The federal funds are coming from the Chips and Science Act, bipartisan legislation passed in 2022 amid concerns that the United States is ceding too much semiconductor manufacturing to Asia. The lack of domestic production also became an supply chain issue during the covid pandemic, due to the use of computer chips in products including smartphones, laptops, cars and fighter jets.
“TSMC is expanding its manufacturing capabilities in Arizona, such that for the first time ever, you will be making at scale, the most advanced semiconductor chips on the planet here in the United States of America,” Commerce Secretary Gina Raimondo said on a call with reporters ahead of the announcement.
“These are the chips that underpin all artificial intelligence,” she added. “And they are the chips that are necessary components for the technology needed to underpin our economy and, frankly, a 21st-century military and national security apparatus.”
TSMC previously pledged a $40 billion investment for two plants in Phoenix.
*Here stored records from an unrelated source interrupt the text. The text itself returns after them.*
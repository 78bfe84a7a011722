use crate::db;
use crate::ipc::error::{err, ok};
use crate::ipc::helpers::{get_optional_str, get_required_str, require_db, HandlerErr};
use crate::ipc::types::{AppState, Request};
use crate::schedule::{
    bucket_events, layout_week, parse_payload, reject_invalid_ranges, Event, Geometry,
    LayoutContext, LayoutFilter, RejectedEvent, ScheduleError, SourceEvent, UnknownDayPolicy,
};
use crate::settings::LayoutSettings;
use rusqlite::Connection;
use serde_json::json;
use std::collections::{HashMap, HashSet};
use tracing::{debug, info};
use uuid::Uuid;

fn load_settings(conn: &Connection) -> Result<LayoutSettings, HandlerErr> {
    LayoutSettings::load(conn).map_err(|e| HandlerErr::db("db_query_failed", e))
}

fn revision(conn: &Connection) -> Result<i64, HandlerErr> {
    db::schedule_revision(conn).map_err(|e| HandlerErr::db("db_query_failed", e))
}

fn to_json<T: serde::Serialize>(v: &T) -> Result<serde_json::Value, HandlerErr> {
    serde_json::to_value(v).map_err(|e| HandlerErr::db("internal_error", e))
}

/// Reads exactly one event through the payload boundary and validates its
/// day and time range.
fn single_event(
    value: &serde_json::Value,
    settings: &LayoutSettings,
) -> Result<Event, HandlerErr> {
    if !value.is_object() {
        return Err(HandlerErr::new("bad_params", "event must be an object"));
    }
    let parsed = parse_payload(&json!([value]))?;
    if let Some(rejected) = parsed.rejected.into_iter().next() {
        return Err(HandlerErr::new(rejected.code, rejected.message));
    }
    let buckets = bucket_events(
        parsed.events,
        &settings.label_table(),
        UnknownDayPolicy::Reject,
    )?;
    let event = buckets
        .into_days()
        .flat_map(|(_, events)| events)
        .next()
        .ok_or_else(|| HandlerErr::new("bad_params", "event is empty"))?;
    Geometry::of(&event)?;
    Ok(event)
}

/// `base`, or `base-2`, `base-3`.. when that is already taken.
fn free_id(used: &HashSet<String>, base: &str) -> String {
    if !used.contains(base) {
        return base.to_string();
    }
    let mut n = 2usize;
    while used.contains(&format!("{}-{}", base, n)) {
        n += 1;
    }
    format!("{}-{}", base, n)
}

fn schedule_import(conn: &Connection, params: &serde_json::Value) -> Result<serde_json::Value, HandlerErr> {
    let payload = params
        .get("payload")
        .ok_or_else(|| HandlerErr::new("bad_params", "missing payload"))?;
    let replace = params
        .get("replace")
        .and_then(|v| v.as_bool())
        .unwrap_or(true);
    let settings = load_settings(conn)?;

    let parsed = parse_payload(payload)?;
    let mut rejected = parsed.rejected;
    let valid = reject_invalid_ranges(parsed.events, &mut rejected);
    let buckets = bucket_events(
        valid,
        &settings.label_table(),
        settings.unknown_day_policy,
    )?;
    debug!(
        bucketed = buckets.total_events(),
        dropped = buckets.dropped_count(),
        "schedule payload bucketed"
    );
    let dropped = buckets.dropped.clone();

    // Stored ids are unique per workspace; the bucketer only guarantees
    // uniqueness within a day.
    let mut used: HashSet<String> = HashSet::new();
    let mut accepted: Vec<Event> = Vec::new();
    for (day, events) in buckets.into_days() {
        for mut event in events {
            if used.contains(&event.id) {
                event.id = free_id(&used, &format!("{}@{}", event.id, day.name()));
            }
            used.insert(event.id.clone());
            accepted.push(event);
        }
    }

    let tx = conn
        .unchecked_transaction()
        .map_err(|e| HandlerErr::db("db_tx_failed", e))?;
    if replace {
        tx.execute("DELETE FROM schedule_events", [])
            .map_err(|e| {
                HandlerErr::db("db_delete_failed", e)
                    .with_details(json!({ "table": "schedule_events" }))
            })?;
    } else {
        for event in &accepted {
            tx.execute("DELETE FROM schedule_events WHERE id = ?", [&event.id])
                .map_err(|e| HandlerErr::db("db_delete_failed", e))?;
        }
    }
    let mut sort_order =
        db::next_event_sort_order(&tx).map_err(|e| HandlerErr::db("db_query_failed", e))?;
    for event in &accepted {
        db::insert_event(&tx, event, sort_order).map_err(|e| {
            HandlerErr::db("db_insert_failed", e)
                .with_details(json!({ "table": "schedule_events", "eventId": event.id }))
        })?;
        sort_order += 1;
    }
    let revision =
        db::bump_schedule_revision(&tx).map_err(|e| HandlerErr::db("db_update_failed", e))?;
    tx.commit().map_err(|e| HandlerErr::db("db_tx_failed", e))?;

    info!(
        imported = accepted.len(),
        dropped = dropped.len(),
        rejected = rejected.len(),
        revision,
        "schedule imported"
    );
    Ok(json!({
        "imported": accepted.len(),
        "dropped": to_json(&dropped)?,
        "rejected": to_json(&rejected)?,
        "revision": revision,
    }))
}

fn schedule_events_list(conn: &Connection, params: &serde_json::Value) -> Result<serde_json::Value, HandlerErr> {
    let settings = load_settings(conn)?;
    let day = match get_optional_str(params, "day") {
        Some(label) => Some(
            settings
                .label_table()
                .resolve(&label)
                .ok_or(ScheduleError::UnknownDay(label))?,
        ),
        None => None,
    };
    let branch_id = get_optional_str(params, "branchId");
    let events = db::list_events(conn, day, branch_id.as_deref())
        .map_err(|e| HandlerErr::db("db_query_failed", e))?;
    Ok(json!({
        "events": to_json(&events)?,
        "revision": revision(conn)?,
    }))
}

fn schedule_events_create(conn: &Connection, params: &serde_json::Value) -> Result<serde_json::Value, HandlerErr> {
    let settings = load_settings(conn)?;
    let mut input = params
        .get("event")
        .cloned()
        .ok_or_else(|| HandlerErr::new("bad_params", "missing event"))?;
    if let Some(obj) = input.as_object_mut() {
        if obj.get("id").map(|v| v.is_null()).unwrap_or(true) {
            obj.insert("id".into(), json!(Uuid::new_v4().to_string()));
        }
    }
    let event = single_event(&input, &settings)?;

    if db::get_event(conn, &event.id)
        .map_err(|e| HandlerErr::db("db_query_failed", e))?
        .is_some()
    {
        return Err(HandlerErr::new("bad_params", "event id already exists")
            .with_details(json!({ "eventId": event.id })));
    }
    let sort_order =
        db::next_event_sort_order(conn).map_err(|e| HandlerErr::db("db_query_failed", e))?;
    db::insert_event(conn, &event, sort_order).map_err(|e| {
        HandlerErr::db("db_insert_failed", e).with_details(json!({ "table": "schedule_events" }))
    })?;
    let revision =
        db::bump_schedule_revision(conn).map_err(|e| HandlerErr::db("db_update_failed", e))?;
    Ok(json!({ "eventId": event.id, "event": to_json(&event)?, "revision": revision }))
}

fn schedule_events_update(conn: &Connection, params: &serde_json::Value) -> Result<serde_json::Value, HandlerErr> {
    let settings = load_settings(conn)?;
    let event_id = get_required_str(params, "eventId")?;
    let Some(patch) = params.get("patch").and_then(|v| v.as_object()) else {
        return Err(HandlerErr::new("bad_params", "missing patch"));
    };
    let existing = db::get_event(conn, &event_id)
        .map_err(|e| HandlerErr::db("db_query_failed", e))?
        .ok_or_else(|| HandlerErr::new("not_found", "event not found"))?;

    let mut merged = to_json(&existing)?;
    if let Some(obj) = merged.as_object_mut() {
        for (k, v) in patch {
            if k != "id" {
                obj.insert(k.clone(), v.clone());
            }
        }
    }
    let event = single_event(&merged, &settings)?;
    db::update_event(conn, &event).map_err(|e| HandlerErr::db("db_update_failed", e))?;
    let revision =
        db::bump_schedule_revision(conn).map_err(|e| HandlerErr::db("db_update_failed", e))?;
    Ok(json!({ "event": to_json(&event)?, "revision": revision }))
}

fn schedule_events_delete(conn: &Connection, params: &serde_json::Value) -> Result<serde_json::Value, HandlerErr> {
    let event_id = get_required_str(params, "eventId")?;
    let n = conn
        .execute("DELETE FROM schedule_events WHERE id = ?", [&event_id])
        .map_err(|e| HandlerErr::db("db_delete_failed", e))?;
    if n == 0 {
        return Err(HandlerErr::new("not_found", "event not found"));
    }
    let revision =
        db::bump_schedule_revision(conn).map_err(|e| HandlerErr::db("db_update_failed", e))?;
    Ok(json!({ "ok": true, "revision": revision }))
}

fn schedule_layout(conn: Option<&Connection>, params: &serde_json::Value) -> Result<serde_json::Value, HandlerErr> {
    let filter: LayoutFilter = match params.get("filter") {
        Some(v) if !v.is_null() => serde_json::from_value(v.clone())
            .map_err(|e| HandlerErr::new("bad_params", format!("invalid filter: {}", e)))?,
        _ => LayoutFilter::default(),
    };
    let settings = match conn {
        Some(c) => load_settings(c)?,
        None => LayoutSettings::default(),
    };
    let branch_names = match conn {
        Some(c) => db::branch_names(c).map_err(|e| HandlerErr::db("db_query_failed", e))?,
        None => HashMap::new(),
    };

    let (events, mut wire_rejected): (Vec<SourceEvent>, Vec<RejectedEvent>) =
        match params.get("payload") {
            Some(payload) if !payload.is_null() => {
                let parsed = parse_payload(payload)?;
                (parsed.events, parsed.rejected)
            }
            _ => {
                let Some(c) = conn else {
                    return Err(HandlerErr::new(
                        "no_workspace",
                        "select a workspace or pass payload",
                    ));
                };
                let stored = db::list_events(c, None, None)
                    .map_err(|e| HandlerErr::db("db_query_failed", e))?;
                (stored.into_iter().map(SourceEvent::from).collect(), Vec::new())
            }
        };

    let labels = settings.label_table();
    let palette = settings.palette()?;
    let ctx = LayoutContext {
        labels: &labels,
        palette: &palette,
        pixels_per_minute: settings.pixels_per_minute,
        unknown_day_policy: settings.unknown_day_policy,
        day_start_hour: settings.day_start_hour,
        day_end_hour: settings.day_end_hour,
        branch_names: &branch_names,
    };
    let mut layout = layout_week(events, &filter, &ctx)?;
    debug!(
        blocks = layout.block_count(),
        dropped = layout.dropped.len(),
        rejected = layout.rejected.len(),
        "schedule layout computed"
    );
    wire_rejected.append(&mut layout.rejected);
    layout.rejected = wire_rejected;

    let mut result = to_json(&layout)?;
    result["revision"] = match conn {
        Some(c) => json!(revision(c)?),
        None => serde_json::Value::Null,
    };
    Ok(result)
}

fn schedule_color(conn: Option<&Connection>, params: &serde_json::Value) -> Result<serde_json::Value, HandlerErr> {
    let subject = get_required_str(params, "subject")?;
    let settings = match conn {
        Some(c) => load_settings(c)?,
        None => LayoutSettings::default(),
    };
    let palette = settings.palette()?;
    let (index, color) = palette.color_of(&subject);
    Ok(json!({ "subject": subject, "index": index, "color": color }))
}

fn handle_schedule_import(state: &mut AppState, req: &Request) -> serde_json::Value {
    let Some(conn) = state.db.as_ref() else {
        return err(&req.id, "no_workspace", "select a workspace first", None);
    };
    match schedule_import(conn, &req.params) {
        Ok(result) => ok(&req.id, result),
        Err(error) => error.response(&req.id),
    }
}

fn handle_schedule_events_list(state: &mut AppState, req: &Request) -> serde_json::Value {
    let Some(conn) = state.db.as_ref() else {
        return ok(&req.id, json!({ "events": [], "revision": null }));
    };
    match schedule_events_list(conn, &req.params) {
        Ok(result) => ok(&req.id, result),
        Err(error) => error.response(&req.id),
    }
}

fn handle_schedule_events_mutation(
    state: &mut AppState,
    req: &Request,
    f: fn(&Connection, &serde_json::Value) -> Result<serde_json::Value, HandlerErr>,
) -> serde_json::Value {
    let result = require_db(state).and_then(|conn| f(conn, &req.params));
    match result {
        Ok(result) => ok(&req.id, result),
        Err(error) => error.response(&req.id),
    }
}

fn handle_schedule_layout(state: &mut AppState, req: &Request) -> serde_json::Value {
    match schedule_layout(state.db.as_ref(), &req.params) {
        Ok(result) => ok(&req.id, result),
        Err(error) => error.response(&req.id),
    }
}

fn handle_schedule_color(state: &mut AppState, req: &Request) -> serde_json::Value {
    match schedule_color(state.db.as_ref(), &req.params) {
        Ok(result) => ok(&req.id, result),
        Err(error) => error.response(&req.id),
    }
}

pub fn try_handle(state: &mut AppState, req: &Request) -> Option<serde_json::Value> {
    match req.method.as_str() {
        "schedule.import" => Some(handle_schedule_import(state, req)),
        "schedule.events.list" => Some(handle_schedule_events_list(state, req)),
        "schedule.events.create" => {
            Some(handle_schedule_events_mutation(state, req, schedule_events_create))
        }
        "schedule.events.update" => {
            Some(handle_schedule_events_mutation(state, req, schedule_events_update))
        }
        "schedule.events.delete" => {
            Some(handle_schedule_events_mutation(state, req, schedule_events_delete))
        }
        "schedule.layout" => Some(handle_schedule_layout(state, req)),
        "schedule.color" => Some(handle_schedule_color(state, req)),
        _ => None,
    }
}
The latest announcement means the company will expand the second facility, as well as build a third.
Administration officials say the expansion will be vital for national security and put the country in position to compete in a fast-growing industry. For Biden, the new spending is also centered in Arizona, a crucial swing state in the 2024 presidential contest.
The Commerce Department has already announced two grants to individual companies under the Chips Act, with Arizona-based Microchip Technology receiving $162 million and the U.S. subsidiary of European defense contractor BAE Systems receiving $35 million. Biden last month also announced awards of up to $8.5 billion in grants and $11 billion in loans to tech giant Intel to support computer-chip production in several states.
“We’re on a roll,” Raimondo said on the call. “We have more to come.”
The administration estimates that the TSMC investments will bring 20,000 direct construction jobs as the plants are built, as well as 6,000 high-tech jobs when they are completed. The funding includes $50 million that will go toward training and developing a local workforce that can work at the high-tech plants.
“TSMCs commitment to manufacture leading edge chips in Arizona marks a new chapter for America’s semiconductor industry,” said Lael Brainard, White House national economic adviser and co-chair of the CHIPS Implementation Steering Council. “Arizona is becoming a global center for semiconductor leadership.”